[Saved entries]

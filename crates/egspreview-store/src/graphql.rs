//! Slug-to-product lookup against the storefront GraphQL endpoint.
//!
//! The lookup is a persisted query: the request carries only the operation
//! name, the variables, and the precomputed hash of the query text.

use reqwest::{Client, Url};

use crate::error::StoreError;
use crate::types::{
    is_truthy, MappingResponse, MappingVariables, PageMapping, PersistedQuery,
    PersistedQueryExtensions,
};

pub const MAPPING_OPERATION: &str = "getMappingByPageSlug";
pub const MAPPING_QUERY_HASH: &str =
    "781fd69ec8116125fa8dc245c0838198cdf5283e31647d08dfa27f45ee8b1f30";

/// Client for the storefront GraphQL endpoint.
#[derive(Debug, Clone)]
pub struct GraphqlClient {
    client: Client,
    endpoint: Url,
}

impl GraphqlClient {
    /// Wraps a shared `reqwest::Client` for the given GraphQL endpoint.
    ///
    /// # Errors
    ///
    /// Returns [`StoreError::InvalidUrl`] if `endpoint` does not parse.
    pub fn new(client: Client, endpoint: &str) -> Result<Self, StoreError> {
        let endpoint = Url::parse(endpoint).map_err(|e| StoreError::InvalidUrl {
            url: endpoint.to_owned(),
            reason: e.to_string(),
        })?;
        Ok(Self { client, endpoint })
    }

    /// Looks up the product mapped to the storefront page `slug` in `locale`.
    ///
    /// Returns `Ok(None)` when the page has no mapping (missing, `null`, `{}`,
    /// or an empty product id). A mapping without `productId` is a shape error.
    ///
    /// # Errors
    ///
    /// - [`StoreError::Http`] on network failure.
    /// - [`StoreError::UnexpectedStatus`] on a non-2xx response.
    /// - [`StoreError::Deserialize`] if the body lacks `data.StorePageMapping`,
    ///   or a present mapping lacks a string `productId`.
    pub async fn resolve_product_id(
        &self,
        locale: &str,
        slug: &str,
    ) -> Result<Option<String>, StoreError> {
        let url = self.mapping_url(locale, slug)?;
        let response = self.client.get(url.clone()).send().await?;
        let status = response.status();
        if !status.is_success() {
            return Err(StoreError::UnexpectedStatus {
                status: status.as_u16(),
                url: url.to_string(),
            });
        }

        let body = response.text().await?;
        let parsed: MappingResponse =
            serde_json::from_str(&body).map_err(|e| StoreError::Deserialize {
                context: format!("{MAPPING_OPERATION}(locale={locale}, slug={slug})"),
                source: e,
            })?;

        let product_id = match parsed.data.store_page_mapping.mapping {
            Some(raw) if is_truthy(&raw) => {
                let mapping: PageMapping =
                    serde_json::from_value(raw).map_err(|e| StoreError::Deserialize {
                        context: format!(
                            "{MAPPING_OPERATION} mapping (locale={locale}, slug={slug})"
                        ),
                        source: e,
                    })?;
                Some(mapping.product_id).filter(|id| !id.is_empty())
            }
            _ => None,
        };

        tracing::debug!(locale, slug, product_id = ?product_id, "store page mapping resolved");
        Ok(product_id)
    }

    /// Builds the GET URL carrying the persisted-query parameters.
    fn mapping_url(&self, locale: &str, slug: &str) -> Result<Url, StoreError> {
        let variables = serde_json::to_string(&MappingVariables {
            page_slug: slug,
            locale,
        })
        .map_err(|e| StoreError::Encode {
            context: format!("{MAPPING_OPERATION} variables"),
            source: e,
        })?;
        let extensions = serde_json::to_string(&PersistedQueryExtensions {
            persisted_query: PersistedQuery {
                version: 1,
                sha256_hash: MAPPING_QUERY_HASH,
            },
        })
        .map_err(|e| StoreError::Encode {
            context: format!("{MAPPING_OPERATION} extensions"),
            source: e,
        })?;

        let mut url = self.endpoint.clone();
        url.query_pairs_mut()
            .append_pair("operationName", MAPPING_OPERATION)
            .append_pair("variables", &variables)
            .append_pair("extensions", &extensions);
        Ok(url)
    }
}
mod api;
mod middleware;
mod render;

use std::sync::Arc;

use egspreview_store::{build_http_client, EgsCatalog, GraphqlClient, RelayClient};
use tracing_subscriber::EnvFilter;

use crate::api::{build_app, AppState};

#[tokio::main]
async fn main() -> anyhow::Result<()> {
    dotenvy::dotenv().ok();
    let config = egspreview_core::load_app_config()?;
    let env_filter = EnvFilter::try_from_default_env()
        .or_else(|_| EnvFilter::try_new(config.log_level.clone()))?;
    tracing_subscriber::fmt().with_env_filter(env_filter).init();
    tracing::debug!(?config, "configuration loaded");

    // One pool for every outbound call; clones share it.
    let http = build_http_client(&config.user_agent, config.request_timeout_secs)?;
    let relay = RelayClient::new(http.clone(), &config.relay_url, &config.relay_session)?;
    relay.create_session().await?;

    let graphql = GraphqlClient::new(http, &config.graphql_url)?;
    let catalog = Arc::new(EgsCatalog::new(
        graphql,
        relay,
        &config.product_api_url,
        &config.product_country,
    )?);

    let app = build_app(AppState::new(Arc::clone(&catalog)));

    let listener = tokio::net::TcpListener::bind(config.bind_addr).await?;
    tracing::info!(
        bind_addr = %config.bind_addr,
        env = %config.env,
        relay_session = %config.relay_session,
        "egspreview server listening"
    );

    let served = axum::serve(listener, app)
        .with_graceful_shutdown(shutdown_signal())
        .await;

    let destroyed = catalog.relay().destroy_session().await;
    drop(catalog);

    served?;
    destroyed?;
    tracing::info!("shutdown complete");
    Ok(())
}

async fn shutdown_signal() {
    let ctrl_c = async {
        tokio::signal::ctrl_c()
            .await
            .expect("failed to listen for ctrl-c");
    };

    #[cfg(unix)]
    let terminate = async {
        tokio::signal::unix::signal(tokio::signal::unix::SignalKind::terminate())
            .expect("failed to install signal handler")
            .recv()
            .await;
    };

    #[cfg(not(unix))]
    let terminate = std::future::pending::<()>();

    tokio::select! {
        () = ctrl_c => {},
        () = terminate => {},
    }

    tracing::info!("received shutdown signal, starting graceful shutdown");
}
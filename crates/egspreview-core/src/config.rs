use crate::app_config::{AppConfig, Environment};
use crate::ConfigError;

const DEFAULT_GRAPHQL_URL: &str = "https://www.epicgames.com/graphql";
const DEFAULT_PRODUCT_API_URL: &str =
    "https://egs-platform-service.store.epicgames.com/api/v1/egs/products";

/// Load application configuration from environment variables.
///
/// Calls `dotenvy::dotenv().ok()` to load `.env` files before reading env vars.
///
/// # Errors
///
/// Returns `ConfigError` if required env vars are missing or values are invalid.
pub fn load_app_config() -> Result<AppConfig, ConfigError> {
    dotenvy::dotenv().ok();
    load_app_config_from_env()
}

/// Load application configuration from environment variables already in the process.
///
/// Unlike [`load_app_config`], this does NOT load `.env` files.
///
/// # Errors
///
/// Returns `ConfigError` if required env vars are missing or values are invalid.
pub fn load_app_config_from_env() -> Result<AppConfig, ConfigError> {
    build_app_config(|key| std::env::var(key))
}

/// Build application configuration using the provided env-var lookup function.
///
/// Decoupled from the process environment so tests can feed a plain `HashMap`.
fn build_app_config<F>(lookup: F) -> Result<AppConfig, ConfigError>
where
    F: Fn(&str) -> Result<String, std::env::VarError>,
{
    use std::net::SocketAddr;

    let require = |var: &str| -> Result<String, ConfigError> {
        lookup(var)
            .ok()
            .filter(|v| !v.trim().is_empty())
            .ok_or_else(|| ConfigError::MissingEnvVar(var.to_string()))
    };

    let or_default = |var: &str, default: &str| -> String {
        lookup(var).unwrap_or_else(|_| default.to_string())
    };

    let require_http_url = |var: &str, raw: String| -> Result<String, ConfigError> {
        if raw.starts_with("http://") || raw.starts_with("https://") {
            Ok(raw)
        } else {
            Err(ConfigError::InvalidEnvVar {
                var: var.to_string(),
                reason: format!("\"{raw}\" is not an absolute http(s) URL"),
            })
        }
    };

    let relay_url = require_http_url("EGSPREVIEW_RELAY_URL", require("EGSPREVIEW_RELAY_URL")?)?;

    let env = parse_environment(&or_default("EGSPREVIEW_ENV", "development"));

    let raw_bind = or_default("EGSPREVIEW_BIND_ADDR", "0.0.0.0:3000");
    let bind_addr = raw_bind
        .parse::<SocketAddr>()
        .map_err(|e| ConfigError::InvalidEnvVar {
            var: "EGSPREVIEW_BIND_ADDR".to_string(),
            reason: e.to_string(),
        })?;

    let log_level = or_default("EGSPREVIEW_LOG_LEVEL", "info");
    let relay_session = or_default("EGSPREVIEW_RELAY_SESSION", "egs");
    let graphql_url = require_http_url(
        "EGSPREVIEW_GRAPHQL_URL",
        or_default("EGSPREVIEW_GRAPHQL_URL", DEFAULT_GRAPHQL_URL),
    )?;
    let product_api_url = require_http_url(
        "EGSPREVIEW_PRODUCT_API_URL",
        or_default("EGSPREVIEW_PRODUCT_API_URL", DEFAULT_PRODUCT_API_URL),
    )?;
    let product_country = or_default("EGSPREVIEW_PRODUCT_COUNTRY", "DE");
    let user_agent = or_default("EGSPREVIEW_USER_AGENT", "egspreview/0.1 (link-preview)");

    let request_timeout_secs = match lookup("EGSPREVIEW_REQUEST_TIMEOUT_SECS") {
        Ok(raw) => Some(
            raw.parse::<u64>()
                .map_err(|e| ConfigError::InvalidEnvVar {
                    var: "EGSPREVIEW_REQUEST_TIMEOUT_SECS".to_string(),
                    reason: e.to_string(),
                })?,
        ),
        Err(_) => None,
    };

    Ok(AppConfig {
        env,
        bind_addr,
        log_level,
        relay_url,
        relay_session,
        graphql_url,
        product_api_url,
        product_country,
        user_agent,
        request_timeout_secs,
    })
}

/// Parse a string into an `Environment` variant.
///
/// Unrecognized values default to `Environment::Development`.
fn parse_environment(s: &str) -> Environment {
    match s {
        "production" => Environment::Production,
        "test" => Environment::Test,
        _ => Environment::Development,
    }
}
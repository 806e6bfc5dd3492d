use std::net::SocketAddr;

#[derive(Debug, Clone, PartialEq, Eq)]
pub enum Environment {
    Development,
    Test,
    Production,
}

impl std::fmt::Display for Environment {
    fn fmt(&self, f: &mut std::fmt::Formatter<'_>) -> std::fmt::Result {
        match self {
            Environment::Development => write!(f, "development"),
            Environment::Test => write!(f, "test"),
            Environment::Production => write!(f, "production"),
        }
    }
}

#[derive(Clone)]
pub struct AppConfig {
    pub env: Environment,
    pub bind_addr: SocketAddr,
    pub log_level: String,
    /// Command endpoint of the anti-bot bypass relay.
    pub relay_url: String,
    /// Session name carried on every relay command.
    pub relay_session: String,
    pub graphql_url: String,
    /// Product detail API base; the product id is appended as a path segment.
    pub product_api_url: String,
    pub product_country: String,
    pub user_agent: String,
    /// Outbound request deadline. `None` means requests may wait indefinitely.
    pub request_timeout_secs: Option<u64>,
}

impl std::fmt::Debug for AppConfig {
    fn fmt(&self, f: &mut std::fmt::Formatter<'_>) -> std::fmt::Result {
        f.debug_struct("AppConfig")
            .field("env", &self.env)
            .field("bind_addr", &self.bind_addr)
            .field("log_level", &self.log_level)
            // Relay URLs commonly embed credentials in the userinfo part.
            .field("relay_url", &"[redacted]")
            .field("relay_session", &self.relay_session)
            .field("graphql_url", &self.graphql_url)
            .field("product_api_url", &self.product_api_url)
            .field("product_country", &self.product_country)
            .field("user_agent", &self.user_agent)
            .field("request_timeout_secs", &self.request_timeout_secs)
            .finish()
    }
}
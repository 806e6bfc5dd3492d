//! Client for the anti-bot bypass relay.
//!
//! The relay drives a real browser on our behalf. Every call is a JSON command
//! posted to a single endpoint, bound to a named browser session that is
//! created once at startup and destroyed at shutdown.

use reqwest::{Client, Url};

use crate::error::StoreError;
use crate::types::{RelayCommand, RelayResponse};

const CMD_SESSION_CREATE: &str = "sessions.create";
const CMD_SESSION_DESTROY: &str = "sessions.destroy";
const CMD_REQUEST_GET: &str = "request.get";

/// Client for the relay command endpoint, bound to one session name.
#[derive(Debug, Clone)]
pub struct RelayClient {
    client: Client,
    endpoint: Url,
    session: String,
}

impl RelayClient {
    /// Wraps a shared `reqwest::Client` for the relay at `endpoint`.
    ///
    /// # Errors
    ///
    /// Returns [`StoreError::InvalidUrl`] if `endpoint` does not parse.
    pub fn new(client: Client, endpoint: &str, session: &str) -> Result<Self, StoreError> {
        let endpoint = Url::parse(endpoint).map_err(|e| StoreError::InvalidUrl {
            // The relay URL may carry credentials; keep them out of error text.
            url: "[relay endpoint]".to_owned(),
            reason: e.to_string(),
        })?;
        Ok(Self {
            client,
            endpoint,
            session: session.to_owned(),
        })
    }

    #[must_use]
    pub fn session(&self) -> &str {
        &self.session
    }

    /// Creates the relay-side browser session.
    ///
    /// # Errors
    ///
    /// - [`StoreError::Relay`] if the relay answers with an error status.
    /// - [`StoreError::Http`] / [`StoreError::UnexpectedStatus`] on transport failure.
    pub async fn create_session(&self) -> Result<(), StoreError> {
        self.send(CMD_SESSION_CREATE, None).await?;
        tracing::info!(session = %self.session, "relay session created");
        Ok(())
    }

    /// Destroys the relay-side browser session.
    ///
    /// # Errors
    ///
    /// Same as [`RelayClient::create_session`].
    pub async fn destroy_session(&self) -> Result<(), StoreError> {
        self.send(CMD_SESSION_DESTROY, None).await?;
        tracing::info!(session = %self.session, "relay session destroyed");
        Ok(())
    }

    /// Fetches `url` through the relay and returns the raw page HTML.
    ///
    /// # Errors
    ///
    /// - [`StoreError::Relay`] if the relay reports an error or returns no solution.
    /// - [`StoreError::Http`] / [`StoreError::UnexpectedStatus`] on transport failure.
    /// - [`StoreError::Deserialize`] if the envelope is not valid JSON.
    pub async fn request_get(&self, url: &str) -> Result<String, StoreError> {
        let envelope = self.send(CMD_REQUEST_GET, Some(url)).await?;
        let solution = envelope
            .solution
            .ok_or_else(|| StoreError::Relay(format!("no solution returned for {url}")))?;

        tracing::debug!(
            url,
            upstream_status = ?solution.status,
            final_url = ?solution.url,
            "relay fetched page"
        );
        Ok(solution.response)
    }

    /// Posts one command and decodes the envelope.
    ///
    /// The relay reports command failures in the body, usually alongside a
    /// 500, so the body is checked before the HTTP status.
    async fn send(&self, cmd: &str, url: Option<&str>) -> Result<RelayResponse, StoreError> {
        let command = RelayCommand {
            cmd,
            session: &self.session,
            url,
        };
        let response = self
            .client
            .post(self.endpoint.clone())
            .json(&command)
            .send()
            .await?;
        let status = response.status();
        let body = response.text().await?;

        let parsed = serde_json::from_str::<RelayResponse>(&body);
        if let Ok(envelope) = &parsed {
            if envelope.status.as_deref() == Some("error") {
                let message = envelope
                    .message
                    .clone()
                    .unwrap_or_else(|| "unknown error".to_string());
                return Err(StoreError::Relay(format!("{cmd}: {message}")));
            }
        }

        if !status.is_success() {
            return Err(StoreError::UnexpectedStatus {
                status: status.as_u16(),
                url: format!("relay command {cmd}"),
            });
        }

        parsed.map_err(|e| StoreError::Deserialize {
            context: format!("relay response to {cmd}"),
            source: e,
        })
    }
}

### Task details
Set apart and copy each line of the records that holds the word "files".

### Exercise response
/// Calls `dotenvy::dotenv().ok()` to load `.env` files before reading env vars.
/// Unlike [`load_app_config`], this does NOT load `.env` files.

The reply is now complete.